Stored data:
•••••

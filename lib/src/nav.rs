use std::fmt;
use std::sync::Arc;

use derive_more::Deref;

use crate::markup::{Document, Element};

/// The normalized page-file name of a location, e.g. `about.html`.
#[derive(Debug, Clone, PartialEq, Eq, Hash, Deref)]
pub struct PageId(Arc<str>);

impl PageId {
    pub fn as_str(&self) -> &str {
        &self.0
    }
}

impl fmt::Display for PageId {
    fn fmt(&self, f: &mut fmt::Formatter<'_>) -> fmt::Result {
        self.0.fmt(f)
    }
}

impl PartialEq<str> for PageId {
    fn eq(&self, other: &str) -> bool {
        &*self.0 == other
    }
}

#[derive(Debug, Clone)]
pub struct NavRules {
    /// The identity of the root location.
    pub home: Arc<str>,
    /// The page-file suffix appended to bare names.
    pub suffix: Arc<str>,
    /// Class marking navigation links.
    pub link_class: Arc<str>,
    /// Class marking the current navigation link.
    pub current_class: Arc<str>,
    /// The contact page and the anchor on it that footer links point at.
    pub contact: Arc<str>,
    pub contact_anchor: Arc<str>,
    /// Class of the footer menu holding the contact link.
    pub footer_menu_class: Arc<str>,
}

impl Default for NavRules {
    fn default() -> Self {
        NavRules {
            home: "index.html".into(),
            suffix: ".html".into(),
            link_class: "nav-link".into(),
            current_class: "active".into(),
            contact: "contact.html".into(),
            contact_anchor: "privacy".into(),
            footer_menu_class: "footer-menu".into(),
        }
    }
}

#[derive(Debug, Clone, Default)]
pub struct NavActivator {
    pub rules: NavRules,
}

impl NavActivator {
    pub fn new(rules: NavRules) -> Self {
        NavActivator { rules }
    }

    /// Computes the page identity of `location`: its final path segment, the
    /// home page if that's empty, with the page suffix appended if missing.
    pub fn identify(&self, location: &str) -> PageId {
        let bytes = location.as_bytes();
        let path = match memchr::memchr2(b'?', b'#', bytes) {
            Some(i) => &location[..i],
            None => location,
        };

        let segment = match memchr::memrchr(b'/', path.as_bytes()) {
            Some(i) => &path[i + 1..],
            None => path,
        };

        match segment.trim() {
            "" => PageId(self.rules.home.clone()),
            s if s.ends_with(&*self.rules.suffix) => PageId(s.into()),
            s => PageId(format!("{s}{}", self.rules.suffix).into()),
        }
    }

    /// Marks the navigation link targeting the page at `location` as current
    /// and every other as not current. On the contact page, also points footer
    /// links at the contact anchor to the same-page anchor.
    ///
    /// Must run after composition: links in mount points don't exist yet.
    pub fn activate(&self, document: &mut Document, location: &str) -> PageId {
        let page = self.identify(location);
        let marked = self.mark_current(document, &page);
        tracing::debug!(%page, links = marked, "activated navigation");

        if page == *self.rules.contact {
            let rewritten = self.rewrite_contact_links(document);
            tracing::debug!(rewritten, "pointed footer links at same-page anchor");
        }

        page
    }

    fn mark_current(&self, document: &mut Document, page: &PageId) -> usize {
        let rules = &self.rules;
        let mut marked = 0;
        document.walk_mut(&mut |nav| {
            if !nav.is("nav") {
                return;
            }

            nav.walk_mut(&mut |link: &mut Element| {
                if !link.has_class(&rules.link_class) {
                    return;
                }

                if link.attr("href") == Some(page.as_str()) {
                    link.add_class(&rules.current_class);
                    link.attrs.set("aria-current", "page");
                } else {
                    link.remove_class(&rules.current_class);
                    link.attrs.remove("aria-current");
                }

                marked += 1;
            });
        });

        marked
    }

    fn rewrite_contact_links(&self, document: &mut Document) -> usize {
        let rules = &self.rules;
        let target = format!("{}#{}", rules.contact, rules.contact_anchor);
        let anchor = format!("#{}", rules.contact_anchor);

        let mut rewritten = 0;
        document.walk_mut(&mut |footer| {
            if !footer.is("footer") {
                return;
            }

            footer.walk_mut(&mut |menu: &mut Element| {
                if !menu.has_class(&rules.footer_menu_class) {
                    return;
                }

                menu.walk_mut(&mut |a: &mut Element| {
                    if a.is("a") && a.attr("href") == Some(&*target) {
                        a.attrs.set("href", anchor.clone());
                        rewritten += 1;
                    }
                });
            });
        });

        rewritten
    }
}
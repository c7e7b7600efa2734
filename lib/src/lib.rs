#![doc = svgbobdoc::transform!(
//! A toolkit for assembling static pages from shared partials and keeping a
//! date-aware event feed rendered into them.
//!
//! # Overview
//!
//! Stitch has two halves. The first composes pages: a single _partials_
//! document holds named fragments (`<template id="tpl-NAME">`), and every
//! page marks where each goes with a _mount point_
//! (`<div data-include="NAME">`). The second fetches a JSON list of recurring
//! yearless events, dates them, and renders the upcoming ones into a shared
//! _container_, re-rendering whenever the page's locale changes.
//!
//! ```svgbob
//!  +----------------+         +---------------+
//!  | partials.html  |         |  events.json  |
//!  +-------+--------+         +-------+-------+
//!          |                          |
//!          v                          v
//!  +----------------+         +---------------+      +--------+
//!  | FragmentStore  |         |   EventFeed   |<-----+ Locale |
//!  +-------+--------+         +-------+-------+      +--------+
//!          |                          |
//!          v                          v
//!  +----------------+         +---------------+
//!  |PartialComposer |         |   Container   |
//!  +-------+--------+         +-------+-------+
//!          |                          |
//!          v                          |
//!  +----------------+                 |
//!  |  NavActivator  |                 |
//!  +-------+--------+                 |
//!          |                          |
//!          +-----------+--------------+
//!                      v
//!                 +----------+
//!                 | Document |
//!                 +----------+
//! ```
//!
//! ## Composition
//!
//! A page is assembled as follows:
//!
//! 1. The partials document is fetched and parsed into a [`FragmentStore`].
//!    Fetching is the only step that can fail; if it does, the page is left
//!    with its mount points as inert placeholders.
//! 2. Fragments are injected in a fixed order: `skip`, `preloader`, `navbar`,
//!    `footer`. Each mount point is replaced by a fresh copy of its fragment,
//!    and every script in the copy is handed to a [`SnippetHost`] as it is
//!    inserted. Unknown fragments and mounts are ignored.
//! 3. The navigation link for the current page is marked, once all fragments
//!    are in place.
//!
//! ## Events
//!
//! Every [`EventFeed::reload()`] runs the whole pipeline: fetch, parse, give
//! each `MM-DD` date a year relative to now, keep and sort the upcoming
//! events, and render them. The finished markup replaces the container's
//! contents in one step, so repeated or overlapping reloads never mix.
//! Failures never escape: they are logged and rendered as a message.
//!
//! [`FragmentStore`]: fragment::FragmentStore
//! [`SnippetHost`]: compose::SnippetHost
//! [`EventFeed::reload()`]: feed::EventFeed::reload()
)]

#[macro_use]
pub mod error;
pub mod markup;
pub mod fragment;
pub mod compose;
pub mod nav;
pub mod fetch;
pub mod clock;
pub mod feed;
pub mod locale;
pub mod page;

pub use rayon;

•••••

What is needed: The material above needs to be copied out in full, exactly as given.

Answer to this task:
filename lib/src/nav.rs
use std::fmt;
use std::sync::Arc;

use derive_more::Deref;

use crate::markup::{Document, Element};

/// The normalized page-file name of a location, e.g. `about.html`.
#[derive(Debug, Clone, PartialEq, Eq, Hash, Deref)]
pub struct PageId(Arc<str>);

impl PageId {
    pub fn as_str(&self) -> &str {
        &self.0
    }
}

impl fmt::Display for PageId {
    fn fmt(&self, f: &mut fmt::Formatter<'_>) -> fmt::Result {
        self.0.fmt(f)
    }
}

impl PartialEq<str> for PageId {
    fn eq(&self, other: &str) -> bool {
        &*self.0 == other
    }
}

#[derive(Debug, Clone)]
pub struct NavRules {
    /// The identity of the root location.
    pub home: Arc<str>,
    /// The page-file suffix appended to bare names.
    pub suffix: Arc<str>,
    /// Class marking navigation links.
    pub link_class: Arc<str>,
    /// Class marking the current navigation link.
    pub current_class: Arc<str>,
    /// The contact page and the anchor on it that footer links point at.
    pub contact: Arc<str>,
    pub contact_anchor: Arc<str>,
    /// Class of the footer menu holding the contact link.
    pub footer_menu_class: Arc<str>,
}

impl Default for NavRules {
    fn default() -> Self {
        NavRules {
            home: "index.html".into(),
            suffix: ".html".into(),
            link_class: "nav-link".into(),
            current_class: "active".into(),
            contact: "contact.html".into(),
            contact_anchor: "privacy".into(),
            footer_menu_class: "footer-menu".into(),
        }
    }
}

#[derive(Debug, Clone, Default)]
pub struct NavActivator {
    pub rules: NavRules,
}

impl NavActivator {
    pub fn new(rules: NavRules) -> Self {
        NavActivator { rules }
    }

    /// Computes the page identity of `location`: its final path segment, the
    /// home page if that's empty, with the page suffix appended if missing.
    pub fn identify(&self, location: &str) -> PageId {
        let bytes = location.as_bytes();
        let path = match memchr::memchr2(b'?', b'#', bytes) {
            Some(i) => &location[..i],
            None => location,
        };

        let segment = match memchr::memrchr(b'/', path.as_bytes()) {
            Some(i) => &path[i + 1..],
            None => path,
        };

        match segment.trim() {
            "" => PageId(self.rules.home.clone()),
            s if s.ends_with(&*self.rules.suffix) => PageId(s.into()),
            s => PageId(format!("{s}{}", self.rules.suffix).into()),
        }
    }

    /// Marks the navigation link targeting the page at `location` as current
    /// and every other as not current. On the contact page, also points footer
    /// links at the contact anchor to the same-page anchor.
    ///
    /// Must run after composition: links in mount points don't exist yet.
    pub fn activate(&self, document: &mut Document, location: &str) -> PageId {
        let page = self.identify(location);
        let marked = self.mark_current(document, &page);
        tracing::debug!(%page, links = marked, "activated navigation");

        if page == *self.rules.contact {
            let rewritten = self.rewrite_contact_links(document);
            tracing::debug!(rewritten, "pointed footer links at same-page anchor");
        }

        page
    }

    fn mark_current(&self, document: &mut Document, page: &PageId) -> usize {
        let rules = &self.rules;
        let mut marked = 0;
        document.walk_mut(&mut |nav| {
            if !nav.is("nav") {
                return;
            }

            nav.walk_mut(&mut |link: &mut Element| {
                if !link.has_class(&rules.link_class) {
                    return;
                }

                if link.attr("href") == Some(page.as_str()) {
                    link.add_class(&rules.current_class);
                    link.attrs.set("aria-current", "page");
                } else {
                    link.remove_class(&rules.current_class);
                    link.attrs.remove("aria-current");
                }

                marked += 1;
            });
        });

        marked
    }

    fn rewrite_contact_links(&self, document: &mut Document) -> usize {
        let rules = &self.rules;
        let target = format!("{}#{}", rules.contact, rules.contact_anchor);
        let anchor = format!("#{}", rules.contact_anchor);

        let mut rewritten = 0;
        document.walk_mut(&mut |footer| {
            if !footer.is("footer") {
                return;
            }

            footer.walk_mut(&mut |menu: &mut Element| {
                if !menu.has_class(&rules.footer_menu_class) {
                    return;
                }

                menu.walk_mut(&mut |a: &mut Element| {
                    if a.is("a") && a.attr("href") == Some(&*target) {
                        a.attrs.set("href", anchor.clone());
                        rewritten += 1;
                    }
                });
            });
        });

        rewritten
    }
}
repository c7e7b7600efa2734
filename lib/src/lib.rs
#![doc = svgbobdoc::transform!(
//! A toolkit for assembling static pages from shared partials and keeping a
//! date-aware event feed rendered into them.
//!
//! # Overview
//!
//! Stitch has two halves. The first composes pages: a single _partials_
//! document holds named fragments (`<template id="tpl-NAME">`), and every
//! page marks where each goes with a _mount point_
//! (`<div data-include="NAME">`). The second fetches a JSON list of recurring
//! yearless events, dates them, and renders the upcoming ones into a shared
//! _container_, re-rendering whenever the page's locale changes.
//!
//! ```svgbob
//!  +----------------+         +---------------+
//!  | partials.html  |         |  events.json  |
//!  +-------+--------+         +-------+-------+
//!          |                          |
//!          v                          v
//!  +----------------+         +---------------+      +--------+
//!  | FragmentStore  |         |   EventFeed   |<-----+ Locale |
//!  +-------+--------+         +-------+-------+      +--------+
//!          |                          |
//!          v                          v
//!  +----------------+         +---------------+
//!  |PartialComposer |         |   Container   |
//!  +-------+--------+         +-------+-------+
//!          |                          |
//!          v                          |
//!  +----------------+                 |
//!  |  NavActivator  |                 |
//!  +-------+--------+                 |
//!          |                          |
//!          +-----------+--------------+
//!                      v
//!                 +----------+
//!                 | Document |
//!                 +----------+
//! ```
//!
//! ## Composition
//!
//! A page is assembled as follows:
//!
//! 1. The partials document is fetched and parsed into a [`FragmentStore`].
//!    Fetching is the only step that can fail; if it does, the page is left
//!    with its mount points as inert placeholders.
//! 2. Fragments are injected in a fixed order: `skip`, `preloader`, `navbar`,
//!    `footer`. Each mount point is replaced by a fresh copy of its fragment,
//!    and every script in the copy is handed to a [`SnippetHost`] as it is
//!    inserted. Unknown fragments and mounts are ignored.
//! 3. The navigation link for the current page is marked, once all fragments
//!    are in place.
//!
//! ## Events
//!
//! Every [`EventFeed::reload()`] runs the whole pipeline: fetch, parse, give
//! each `MM-DD` date a year relative to now, keep and sort the upcoming
//! events, and render them. The finished markup replaces the container's
//! contents in one step, so repeated or overlapping reloads never mix.
//! Failures never escape: they are logged and rendered as a message.
//!
//! [`FragmentStore`]: fragment::FragmentStore
//! [`SnippetHost`]: compose::SnippetHost
//! [`EventFeed::reload()`]: feed::EventFeed::reload()
)]

#[macro_use]
pub mod error;
pub mod markup;
pub mod fragment;
pub mod compose;
pub mod nav;
pub mod fetch;
pub mod clock;
pub mod feed;
pub mod locale;
pub mod page;

pub use rayon;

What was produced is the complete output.